**Exercise:**
In the entries below, the lines from the one with "if let Some(timeout)" through the one with "Some(components) if components.is_empty()" are to be copied exactly; both ends count.

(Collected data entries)

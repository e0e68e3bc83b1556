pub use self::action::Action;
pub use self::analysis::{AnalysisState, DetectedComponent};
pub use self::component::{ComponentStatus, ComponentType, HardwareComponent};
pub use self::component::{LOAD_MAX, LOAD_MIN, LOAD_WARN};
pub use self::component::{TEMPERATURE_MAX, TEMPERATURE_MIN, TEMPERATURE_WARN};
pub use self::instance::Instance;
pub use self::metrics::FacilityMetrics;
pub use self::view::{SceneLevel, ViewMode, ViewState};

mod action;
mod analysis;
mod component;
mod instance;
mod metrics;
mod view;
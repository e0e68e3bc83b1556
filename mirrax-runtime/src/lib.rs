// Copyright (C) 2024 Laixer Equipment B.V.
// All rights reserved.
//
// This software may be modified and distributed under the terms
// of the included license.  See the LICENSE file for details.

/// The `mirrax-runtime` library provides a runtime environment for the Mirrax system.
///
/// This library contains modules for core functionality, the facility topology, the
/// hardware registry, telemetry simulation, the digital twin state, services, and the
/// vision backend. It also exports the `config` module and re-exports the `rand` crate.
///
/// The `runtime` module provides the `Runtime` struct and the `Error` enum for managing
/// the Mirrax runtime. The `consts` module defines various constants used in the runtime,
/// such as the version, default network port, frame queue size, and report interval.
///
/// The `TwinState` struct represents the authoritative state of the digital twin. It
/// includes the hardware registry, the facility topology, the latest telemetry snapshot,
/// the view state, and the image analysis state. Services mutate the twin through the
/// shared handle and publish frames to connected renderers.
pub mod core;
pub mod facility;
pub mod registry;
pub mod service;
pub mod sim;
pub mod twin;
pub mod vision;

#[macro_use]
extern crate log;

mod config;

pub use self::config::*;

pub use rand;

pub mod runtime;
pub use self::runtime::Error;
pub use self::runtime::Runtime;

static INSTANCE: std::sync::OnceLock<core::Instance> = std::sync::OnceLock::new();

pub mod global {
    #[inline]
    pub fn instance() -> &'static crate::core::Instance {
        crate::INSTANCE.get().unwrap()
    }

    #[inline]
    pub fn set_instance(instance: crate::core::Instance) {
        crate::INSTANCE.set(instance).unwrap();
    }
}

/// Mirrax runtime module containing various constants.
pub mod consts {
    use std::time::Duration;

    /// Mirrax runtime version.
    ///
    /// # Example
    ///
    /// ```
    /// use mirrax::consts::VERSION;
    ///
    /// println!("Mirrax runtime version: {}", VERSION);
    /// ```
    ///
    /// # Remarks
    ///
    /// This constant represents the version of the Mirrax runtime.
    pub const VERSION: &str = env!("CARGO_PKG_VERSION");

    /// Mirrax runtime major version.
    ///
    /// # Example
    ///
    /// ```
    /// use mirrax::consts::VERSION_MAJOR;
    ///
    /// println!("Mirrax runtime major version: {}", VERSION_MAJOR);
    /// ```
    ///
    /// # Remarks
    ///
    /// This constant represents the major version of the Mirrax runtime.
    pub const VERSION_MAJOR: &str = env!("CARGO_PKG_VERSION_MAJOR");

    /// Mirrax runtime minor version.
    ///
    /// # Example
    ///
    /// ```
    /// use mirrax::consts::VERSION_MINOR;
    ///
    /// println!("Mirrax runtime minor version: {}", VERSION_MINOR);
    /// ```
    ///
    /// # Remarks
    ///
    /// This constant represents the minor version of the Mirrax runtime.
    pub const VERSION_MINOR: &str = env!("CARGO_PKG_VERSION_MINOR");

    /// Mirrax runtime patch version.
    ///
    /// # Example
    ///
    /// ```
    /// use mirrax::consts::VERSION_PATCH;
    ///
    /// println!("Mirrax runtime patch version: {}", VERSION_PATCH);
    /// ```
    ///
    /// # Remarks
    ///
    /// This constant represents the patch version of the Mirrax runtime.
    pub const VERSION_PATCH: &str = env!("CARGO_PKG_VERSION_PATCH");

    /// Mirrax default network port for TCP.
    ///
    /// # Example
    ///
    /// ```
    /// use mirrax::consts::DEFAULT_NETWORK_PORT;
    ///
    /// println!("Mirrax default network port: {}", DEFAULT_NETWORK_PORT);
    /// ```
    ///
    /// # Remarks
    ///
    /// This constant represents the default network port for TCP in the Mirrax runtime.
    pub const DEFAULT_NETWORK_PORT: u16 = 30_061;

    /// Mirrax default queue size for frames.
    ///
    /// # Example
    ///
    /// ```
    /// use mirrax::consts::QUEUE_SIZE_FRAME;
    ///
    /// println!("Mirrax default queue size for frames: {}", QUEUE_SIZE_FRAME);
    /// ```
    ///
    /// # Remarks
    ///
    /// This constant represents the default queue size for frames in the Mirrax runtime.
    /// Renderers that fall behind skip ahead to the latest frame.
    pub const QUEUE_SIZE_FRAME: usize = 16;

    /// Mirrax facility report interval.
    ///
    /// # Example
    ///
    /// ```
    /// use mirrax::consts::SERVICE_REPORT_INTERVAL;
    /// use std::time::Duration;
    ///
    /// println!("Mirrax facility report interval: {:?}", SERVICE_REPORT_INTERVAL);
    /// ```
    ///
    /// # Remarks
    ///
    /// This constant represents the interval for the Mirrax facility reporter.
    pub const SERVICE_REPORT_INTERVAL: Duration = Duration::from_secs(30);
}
...
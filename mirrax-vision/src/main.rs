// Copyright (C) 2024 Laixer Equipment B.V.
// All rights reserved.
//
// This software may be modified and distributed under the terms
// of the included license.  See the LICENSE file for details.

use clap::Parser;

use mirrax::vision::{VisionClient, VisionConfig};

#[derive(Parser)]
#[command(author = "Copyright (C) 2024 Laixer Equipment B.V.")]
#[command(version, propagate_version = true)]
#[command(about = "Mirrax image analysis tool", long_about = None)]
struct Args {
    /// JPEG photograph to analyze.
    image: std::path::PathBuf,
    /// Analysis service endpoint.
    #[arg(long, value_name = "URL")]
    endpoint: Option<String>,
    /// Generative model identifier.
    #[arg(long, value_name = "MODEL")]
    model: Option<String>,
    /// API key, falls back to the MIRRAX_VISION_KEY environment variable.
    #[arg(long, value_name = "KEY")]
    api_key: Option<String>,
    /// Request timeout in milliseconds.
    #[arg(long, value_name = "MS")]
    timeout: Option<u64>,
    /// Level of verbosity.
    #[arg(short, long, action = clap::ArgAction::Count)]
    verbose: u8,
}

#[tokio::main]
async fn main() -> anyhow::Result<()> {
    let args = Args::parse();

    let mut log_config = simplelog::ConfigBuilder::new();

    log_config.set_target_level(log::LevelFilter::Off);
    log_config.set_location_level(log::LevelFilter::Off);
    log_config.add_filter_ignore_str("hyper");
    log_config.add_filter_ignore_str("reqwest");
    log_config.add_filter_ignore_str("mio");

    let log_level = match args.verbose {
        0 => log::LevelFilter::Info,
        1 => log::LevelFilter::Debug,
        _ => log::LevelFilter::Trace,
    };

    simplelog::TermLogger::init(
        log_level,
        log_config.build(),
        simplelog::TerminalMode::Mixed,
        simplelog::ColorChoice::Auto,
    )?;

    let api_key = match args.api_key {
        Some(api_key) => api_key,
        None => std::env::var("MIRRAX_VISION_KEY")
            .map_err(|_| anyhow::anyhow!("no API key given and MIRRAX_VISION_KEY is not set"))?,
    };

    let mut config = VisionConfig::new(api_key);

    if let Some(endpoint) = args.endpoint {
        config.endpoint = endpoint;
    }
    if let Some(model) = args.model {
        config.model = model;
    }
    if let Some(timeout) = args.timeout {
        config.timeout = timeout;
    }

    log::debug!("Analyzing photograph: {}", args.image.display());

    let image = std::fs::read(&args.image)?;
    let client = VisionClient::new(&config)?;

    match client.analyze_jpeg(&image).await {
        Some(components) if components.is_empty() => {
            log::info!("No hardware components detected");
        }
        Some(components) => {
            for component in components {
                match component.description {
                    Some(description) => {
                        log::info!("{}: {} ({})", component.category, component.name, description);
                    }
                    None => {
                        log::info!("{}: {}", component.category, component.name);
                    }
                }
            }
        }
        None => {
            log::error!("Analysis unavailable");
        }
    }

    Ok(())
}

**Response to the exercise:**
    if let Some(timeout) = args.timeout {
        config.timeout = timeout;
    }

    log::debug!("Analyzing photograph: {}", args.image.display());

    let image = std::fs::read(&args.image)?;
    let client = VisionClient::new(&config)?;

    match client.analyze_jpeg(&image).await {
        Some(components) if components.is_empty() => {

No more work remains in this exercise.